Bryant's gay slur sparks outrage from activists
LOS ANGELES | A leading gay-rights organization has demanded an apology from Kobe Bryant for apparently using a derogatory gay term in frustration over a referee's call during the Lakers' game Tuesday night.
The NBA is investigating the actions of the five-time NBA champion guard, who cursed and appeared to use a common homophobic slur when referee Bennie Adams called a technical foul on him in the third quarter of Los Angeles' win over the Spurs.
After Bryant issued a statement Wednesday, saying his words came out of frustration and shouldn't be taken literally, the Human Rights Campaign demanded an apology from Bryant rather than an explanation.
Former Army coach Homer Smith dies
WEST POINT, N.Y. | Former Army head coach Homer Smith, regarded as one of keenest offensive minds in the annals of college football, has died. He was 79. Mr. Smith, coach of the Black Knights from 1974-78, died Sunday at his home in Tuscaloosa, Ala., after a four-year battle with cancer.
Mr. Smith was an assistant at several schools in his 39-year career, never staying long enough at any one place to put down roots. He coached at Stanford, Air Force, Alabama, Arizona, the NFL's Kansas City Chiefs, and served three stints at UCLA.
While with the Bruins, Mr.

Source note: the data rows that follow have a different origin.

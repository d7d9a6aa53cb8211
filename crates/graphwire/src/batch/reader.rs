// SPDX-License-Identifier: Apache-2.0 OR MIT
// Copyright (c) 2025-2026 naskel.com

//! Read half of the bunch codec.

use crate::channel::Dissipator;
use crate::config::StreamConfig;
use crate::error::{Error, Result};
use crate::wire::{PrimKind, HEADER_SLOTS};

/// Generate the scalar read + slice read pair for one kind
macro_rules! impl_read_kind {
    ($scalar:ident, $slice:ident, $bulk:ident, $type:ty, $buf:ident, $pos:ident, $kind:expr) => {
        /// Serves one value from the kind's buffer, receiving the next
        /// bunch transparently when it runs dry.
        pub fn $scalar(&mut self) -> Result<$type> {
            while self.$pos == self.$buf.len() {
                self.receive()?;
            }
            let v = self.$buf[self.$pos];
            self.$pos += 1;
            Ok(v)
        }

        /// Reads a slice: small ones element-by-element, large ones as one
        /// bulk transfer from this bunch's deferred-array section.
        pub fn $slice(&mut self, dst: &mut [$type]) -> Result<()> {
            if dst.len() >= self.cfg.small_array_limit($kind) {
                while self.arrays_taken == self.arrays_pending {
                    self.receive()?;
                }
                self.arrays_taken += 1;
                self.inp.$bulk(dst)?;
            } else {
                for slot in dst.iter_mut() {
                    *slot = self.$scalar()?;
                }
            }
            Ok(())
        }
    };
}

/// Unbatches primitive values framed by [`super::BunchWriter`].
pub struct BunchReader {
    inp: Box<dyn Dissipator>,
    cfg: StreamConfig,
    u8_buf: Vec<u8>,
    u16_buf: Vec<u16>,
    i16_buf: Vec<i16>,
    i32_buf: Vec<i32>,
    i64_buf: Vec<i64>,
    f32_buf: Vec<f32>,
    f64_buf: Vec<f64>,
    u8_pos: usize,
    u16_pos: usize,
    i16_pos: usize,
    i32_pos: usize,
    i64_pos: usize,
    f32_pos: usize,
    f64_pos: usize,
    arrays_pending: u16,
    arrays_taken: u16,
}

impl BunchReader {
    /// Reader over a dissipator. Both sides must share the same
    /// [`StreamConfig`] or the small-array routing will not line up.
    pub fn new(inp: Box<dyn Dissipator>, cfg: StreamConfig) -> Self {
        BunchReader {
            inp,
            cfg,
            u8_buf: Vec::new(),
            u16_buf: Vec::new(),
            i16_buf: Vec::new(),
            i32_buf: Vec::new(),
            i64_buf: Vec::new(),
            f32_buf: Vec::new(),
            f64_buf: Vec::new(),
            u8_pos: 0,
            u16_pos: 0,
            i16_pos: 0,
            i32_pos: 0,
            i64_pos: 0,
            f32_pos: 0,
            f64_pos: 0,
            arrays_pending: 0,
            arrays_taken: 0,
        }
    }

    /// Bools decode from the u8 buffer; any nonzero byte is true.
    pub fn read_bool(&mut self) -> Result<bool> {
        Ok(self.read_u8()? != 0)
    }

    /// Reads a bool slice written by `write_bool_slice`.
    pub fn read_bool_slice(&mut self, dst: &mut [bool]) -> Result<()> {
        if dst.len() >= self.cfg.small_array_limit(PrimKind::Bool) {
            while self.arrays_taken == self.arrays_pending {
                self.receive()?;
            }
            self.arrays_taken += 1;
            self.inp.read_bool_array(dst)?;
        } else {
            for slot in dst.iter_mut() {
                *slot = self.read_bool()?;
            }
        }
        Ok(())
    }

    impl_read_kind!(read_u8, read_u8_slice, read_u8_array, u8, u8_buf, u8_pos, PrimKind::U8);
    impl_read_kind!(read_u16, read_u16_slice, read_u16_array, u16, u16_buf, u16_pos, PrimKind::U16);
    impl_read_kind!(read_i16, read_i16_slice, read_i16_array, i16, i16_buf, i16_pos, PrimKind::I16);
    impl_read_kind!(read_i32, read_i32_slice, read_i32_array, i32, i32_buf, i32_pos, PrimKind::I32);
    impl_read_kind!(read_i64, read_i64_slice, read_i64_array, i64, i64_buf, i64_pos, PrimKind::I64);
    impl_read_kind!(read_f32, read_f32_slice, read_f32_array, f32, f32_buf, f32_pos, PrimKind::F32);
    impl_read_kind!(read_f64, read_f64_slice, read_f64_array, f64, f64_buf, f64_pos, PrimKind::F64);

    /// Signed 8-bit scalar from the u8 buffer.
    pub fn read_i8(&mut self) -> Result<i8> {
        Ok(self.read_u8()? as i8)
    }

    /// Unsigned 32-bit scalar from the i32 buffer.
    pub fn read_u32(&mut self) -> Result<u32> {
        Ok(self.read_i32()? as u32)
    }

    /// Unsigned 64-bit scalar from the i64 buffer.
    pub fn read_u64(&mut self) -> Result<u64> {
        Ok(self.read_i64()? as u64)
    }

    /// Char scalar; a code point that is not a Unicode scalar value means
    /// the stream is corrupt.
    pub fn read_char(&mut self) -> Result<char> {
        let code = self.read_u32()?;
        char::from_u32(code)
            .ok_or_else(|| Error::corrupt(format!("invalid char code point {code:#x}")))
    }

    /// Length-prefixed UTF-8 string; length -1 decodes to `None`.
    pub fn read_utf(&mut self) -> Result<Option<String>> {
        let len = self.read_i32()?;
        if len == -1 {
            return Ok(None);
        }
        if len < 0 {
            return Err(Error::corrupt(format!("negative string length {len}")));
        }
        let mut bytes = vec![0u8; len as usize];
        self.read_u8_slice(&mut bytes)?;
        String::from_utf8(bytes)
            .map(Some)
            .map_err(|e| Error::corrupt(format!("invalid utf-8 in string: {e}")))
    }

    /// Pulls the next bunch: header, then every announced typed buffer.
    ///
    /// Deferred array payloads are not consumed here; they are pulled by the
    /// matching slice reads, in the order they were written.
    fn receive(&mut self) -> Result<()> {
        if self.unconsumed() > 0 {
            return Err(Error::corrupt(
                "receive with unconsumed batched data; read/write sequences diverged",
            ));
        }

        let mut header = [0u16; HEADER_SLOTS];
        self.inp.read_u16_array(&mut header)?;

        log::debug!(
            "[BUNCH] receive arrays={} u8={} u16={} i16={} i32={} i64={} f32={} f64={}",
            header[PrimKind::Bool.slot()],
            header[PrimKind::U8.slot()],
            header[PrimKind::U16.slot()],
            header[PrimKind::I16.slot()],
            header[PrimKind::I32.slot()],
            header[PrimKind::I64.slot()],
            header[PrimKind::F32.slot()],
            header[PrimKind::F64.slot()],
        );

        self.arrays_pending = header[PrimKind::Bool.slot()];
        self.arrays_taken = 0;

        self.u8_pos = 0;
        self.u16_pos = 0;
        self.i16_pos = 0;
        self.i32_pos = 0;
        self.i64_pos = 0;
        self.f32_pos = 0;
        self.f64_pos = 0;

        self.u8_buf.resize(header[PrimKind::U8.slot()] as usize, 0);
        self.u16_buf.resize(header[PrimKind::U16.slot()] as usize, 0);
        self.i16_buf.resize(header[PrimKind::I16.slot()] as usize, 0);
        self.i32_buf.resize(header[PrimKind::I32.slot()] as usize, 0);
        self.i64_buf.resize(header[PrimKind::I64.slot()] as usize, 0);
        self.f32_buf.resize(header[PrimKind::F32.slot()] as usize, 0.0);
        self.f64_buf.resize(header[PrimKind::F64.slot()] as usize, 0.0);

        if !self.u8_buf.is_empty() {
            self.inp.read_u8_array(&mut self.u8_buf)?;
        }
        if !self.u16_buf.is_empty() {
            self.inp.read_u16_array(&mut self.u16_buf)?;
        }
        if !self.i16_buf.is_empty() {
            self.inp.read_i16_array(&mut self.i16_buf)?;
        }
        if !self.i32_buf.is_empty() {
            self.inp.read_i32_array(&mut self.i32_buf)?;
        }
        if !self.i64_buf.is_empty() {
            self.inp.read_i64_array(&mut self.i64_buf)?;
        }
        if !self.f32_buf.is_empty() {
            self.inp.read_f32_array(&mut self.f32_buf)?;
        }
        if !self.f64_buf.is_empty() {
            self.inp.read_f64_array(&mut self.f64_buf)?;
        }
        Ok(())
    }

    /// Typed values buffered but not yet served, plus pending bulk arrays.
    fn unconsumed(&self) -> usize {
        (self.u8_buf.len() - self.u8_pos)
            + (self.u16_buf.len() - self.u16_pos)
            + (self.i16_buf.len() - self.i16_pos)
            + (self.i32_buf.len() - self.i32_pos)
            + (self.i64_buf.len() - self.i64_pos)
            + (self.f32_buf.len() - self.f32_pos)
            + (self.f64_buf.len() - self.f64_pos)
            + (self.arrays_pending - self.arrays_taken) as usize
    }

    /// Bytes available without blocking: staged channel bytes plus decoded
    /// values still sitting in the typed buffers.
    pub fn available(&self) -> usize {
        self.inp.available()
            + (self.u8_buf.len() - self.u8_pos) * PrimKind::U8.width()
            + (self.u16_buf.len() - self.u16_pos) * PrimKind::U16.width()
            + (self.i16_buf.len() - self.i16_pos) * PrimKind::I16.width()
            + (self.i32_buf.len() - self.i32_pos) * PrimKind::I32.width()
            + (self.i64_buf.len() - self.i64_pos) * PrimKind::I64.width()
            + (self.f32_buf.len() - self.f32_pos) * PrimKind::F32.width()
            + (self.f64_buf.len() - self.f64_pos) * PrimKind::F64.width()
    }

    /// Releases the channel.
    pub fn close(&mut self) -> Result<()> {
        self.inp.close()
    }

    /// Logical bytes served by the channel so far.
    pub fn bytes_read(&self) -> u64 {
        self.inp.bytes_read()
    }

    /// Restarts the channel's byte counter.
    pub fn reset_bytes_read(&mut self) {
        self.inp.reset_bytes_read();
    }

    /// Stream tunables this reader was built with.
    pub fn config(&self) -> &StreamConfig {
        &self.cfg
    }
}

Smith developed seven future NFL quarterbacks, including Tommy Maddox, Jay Schroeder, and current UCLA coach Rick Neuheisel.
Delgado calls it a career after 17 seasons
SAN JUAN, PUERTO RICO | Carlos Delgado officially gave up Wednesday on coming back from a hip injury, announcing his retirement from baseball two years after he was sidelined.

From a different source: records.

//! Walks one coordinate through every coordinate space and compares the
//! three distance methods, mirroring a typical host-application flow.
//!
//! Run with: `cargo run --example project_coordinate`

use anyhow::Result;
use webmercator::{
	DistanceMethod, GeoCoordinate, map_point_for_coordinate, meters_between_map_points,
	meters_per_pixel_at_latitude, projected_meters_from_coordinate,
};

fn main() -> Result<()> {
	env_logger::init();

	// a fire hydrant in Washington, DC and the White House
	let hydrant = GeoCoordinate::new(38.902524, -76.999338);
	let white_house = GeoCoordinate::new(38.897957, -77.036560);

	println!("coordinate:       {hydrant:?}");
	println!("projected meters: {:?}", projected_meters_from_coordinate(hydrant));
	println!("map point:        {:?}", map_point_for_coordinate(hydrant));

	for zoom in [0.0, 10.0, 20.0] {
		println!(
			"resolution at zoom {zoom:>2}: {:>12.6} m/px",
			meters_per_pixel_at_latitude(hydrant.latitude, zoom)
		);
	}

	let a = map_point_for_coordinate(hydrant);
	let b = map_point_for_coordinate(white_house);
	for name in ["spherical-cosine", "haversine", "geodesic"] {
		let method = DistanceMethod::parse_str(name)?;
		println!("{name:>16}: {:.2} m", meters_between_map_points(a, b, method));
	}

	Ok(())
}
//! This module defines the `DistanceMethod` enum selecting which great-circle
//! distance algorithm a call uses. Each variant maps to one pure function in
//! the [`distance`](crate::distance) module; the enum itself only carries
//! naming and parsing.
//!
//! # Examples
//!
//! ```
//! use webmercator::DistanceMethod;
//!
//! assert_eq!(DistanceMethod::default(), DistanceMethod::Geodesic);
//! assert_eq!(DistanceMethod::Haversine.as_str(), "haversine");
//! assert_eq!(DistanceMethod::parse_str("cosine").unwrap(), DistanceMethod::SphericalCosine);
//! ```

use anyhow::{Result, bail};
use std::fmt::Display;

/// Enum representing the available great-circle distance algorithms.
///
/// The variants trade accuracy against cost:
/// - [`SphericalCosine`](Self::SphericalCosine): spherical law of cosines;
///   cheapest, loses precision for very short distances.
/// - [`Haversine`](Self::Haversine): numerically stable for small distances.
/// - [`Geodesic`](Self::Geodesic): Karney geodesic on the WGS84 ellipsoid;
///   the accuracy baseline and the default.
#[derive(Debug, Clone, Copy, PartialEq, Eq, Default)]
pub enum DistanceMethod {
	SphericalCosine,
	Haversine,
	#[default]
	Geodesic,
}

impl DistanceMethod {
	/// Returns the canonical lowercase name of the method.
	pub fn as_str(&self) -> &str {
		match self {
			DistanceMethod::SphericalCosine => "spherical-cosine",
			DistanceMethod::Haversine => "haversine",
			DistanceMethod::Geodesic => "geodesic",
		}
	}

	/// Parses a method name.
	///
	/// Accepts the canonical names plus the obvious shorthands.
	///
	/// # Examples
	///
	/// ```
	/// use webmercator::DistanceMethod;
	///
	/// assert_eq!(DistanceMethod::parse_str("Haversine").unwrap(), DistanceMethod::Haversine);
	/// assert_eq!(DistanceMethod::parse_str(" geodesic ").unwrap(), DistanceMethod::Geodesic);
	/// assert!(DistanceMethod::parse_str("euclidean").is_err());
	/// ```
	pub fn parse_str(value: &str) -> Result<Self> {
		Ok(match value.to_lowercase().trim() {
			"cosine" => DistanceMethod::SphericalCosine,
			"slc" => DistanceMethod::SphericalCosine,
			"spherical-cosine" => DistanceMethod::SphericalCosine,
			"haversine" => DistanceMethod::Haversine,
			"geodesic" => DistanceMethod::Geodesic,
			"precise" => DistanceMethod::Geodesic,
			_ => bail!("Unknown distance method. Expected spherical-cosine, haversine or geodesic"),
		})
	}
}

impl Display for DistanceMethod {
	fn fmt(&self, f: &mut std::fmt::Formatter<'_>) -> std::fmt::Result {
		f.write_str(self.as_str())
	}
}
use super::constants::MAX_LAT;
use anyhow::{Result, ensure};
use std::fmt::Debug;

/// A geographic coordinate in WGS84-style degrees.
///
/// Latitude is clamped to `±85°` by the projection pipeline, never rejected.
/// Longitude is unrestricted: no wraparound normalization is performed, so
/// values outside `[-180, 180]` are carried through as-is (with the caveats
/// described on [`map_point_for_coordinate`](crate::map_point_for_coordinate)).
///
/// # Examples
///
/// ```
/// use webmercator::GeoCoordinate;
///
/// let c = GeoCoordinate::new(38.902524, -76.999338);
/// assert_eq!(c.latitude, 38.902524);
/// assert_eq!(c.longitude, -76.999338);
///
/// // out-of-range latitudes are clamped, not rejected
/// assert_eq!(GeoCoordinate::new(90.0, 0.0).clamped_latitude(), 85.0);
/// ```
#[derive(Clone, Copy, PartialEq)]
pub struct GeoCoordinate {
	/// Latitude in degrees, positive north.
	pub latitude: f64,
	/// Longitude in degrees, positive east.
	pub longitude: f64,
}

impl GeoCoordinate {
	/// Creates a new `GeoCoordinate` from latitude and longitude in degrees.
	#[must_use]
	pub fn new(latitude: f64, longitude: f64) -> GeoCoordinate {
		GeoCoordinate { latitude, longitude }
	}

	/// Returns the latitude clamped to the valid projection range `±85°`.
	#[must_use]
	pub fn clamped_latitude(&self) -> f64 {
		self.latitude.clamp(-MAX_LAT, MAX_LAT)
	}

	/// Returns the coordinate as a tuple `(latitude, longitude)`.
	#[must_use]
	pub fn as_tuple(&self) -> (f64, f64) {
		(self.latitude, self.longitude)
	}
}

impl Debug for GeoCoordinate {
	fn fmt(&self, f: &mut std::fmt::Formatter<'_>) -> std::fmt::Result {
		write!(f, "GeoCoordinate({}, {})", self.latitude, self.longitude)
	}
}

impl TryFrom<[f64; 2]> for GeoCoordinate {
	type Error = anyhow::Error;

	/// Converts a `[latitude, longitude]` pair into a `GeoCoordinate`.
	///
	/// # Errors
	///
	/// Returns an error if either value is not finite.
	///
	/// # Examples
	/// ```
	/// use webmercator::GeoCoordinate;
	///
	/// let c = GeoCoordinate::try_from([38.9, -77.0]).unwrap();
	/// assert_eq!(c.as_tuple(), (38.9, -77.0));
	/// assert!(GeoCoordinate::try_from([f64::NAN, 0.0]).is_err());
	/// ```
	fn try_from(input: [f64; 2]) -> Result<Self> {
		ensure!(input[0].is_finite(), "latitude ({}) must be finite", input[0]);
		ensure!(input[1].is_finite(), "longitude ({}) must be finite", input[1]);
		Ok(GeoCoordinate::new(input[0], input[1]))
	}
}

impl TryFrom<Vec<f64>> for GeoCoordinate {
	type Error = anyhow::Error;

	/// Converts a `vec![latitude, longitude]` into a `GeoCoordinate`.
	///
	/// # Errors
	///
	/// Returns an error if the vector does not have exactly two elements or
	/// if either value is not finite.
	fn try_from(input: Vec<f64>) -> Result<Self> {
		ensure!(
			input.len() == 2,
			"GeoCoordinate must have 2 elements (latitude, longitude)"
		);
		GeoCoordinate::try_from([input[0], input[1]])
	}
}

The former New York Mets and Toronto Blue Jays first baseman announced his decision at a news conference in his native Puerto Rico.
The two-time All-Star played 17 major league seasons, finishing with 473 home runs and a .280 batting average. Delgado, 38, played for the Blue Jays from 1993-2004, went to the Florida Marlins for a season and finished his career with the Mets from 2006-09.
U.S. group seeks change after Crippen's death
Without assistance or cooperation from the world governing body, USA Swimming is pressing forward with proposals that would place limits on water temperatures and require adequate rescue personnel and other safety improvements at open-water meets after the death of American star Fran Crippen.
A five-member panel headed by former International Olympic Committee vice president Dick Pound released its report Wednesday, though it couldn't address exactly what happened to the former University of Virginia standout during a 10-kilometer race in the United Arab Emirates on Oct. 23.
That's because FINA, which governs the sport around the world, denied repeated requests for any information related to Crippen's death.
Breunig formalizes commitment to Terps
Martin Breunig, a 6-foot-9 forward, signed with Maryland. The native of Germany averaged 14 points and 10 rebounds at St. John's Northwestern Military Academy last winter. He committed to the Terrapins in February.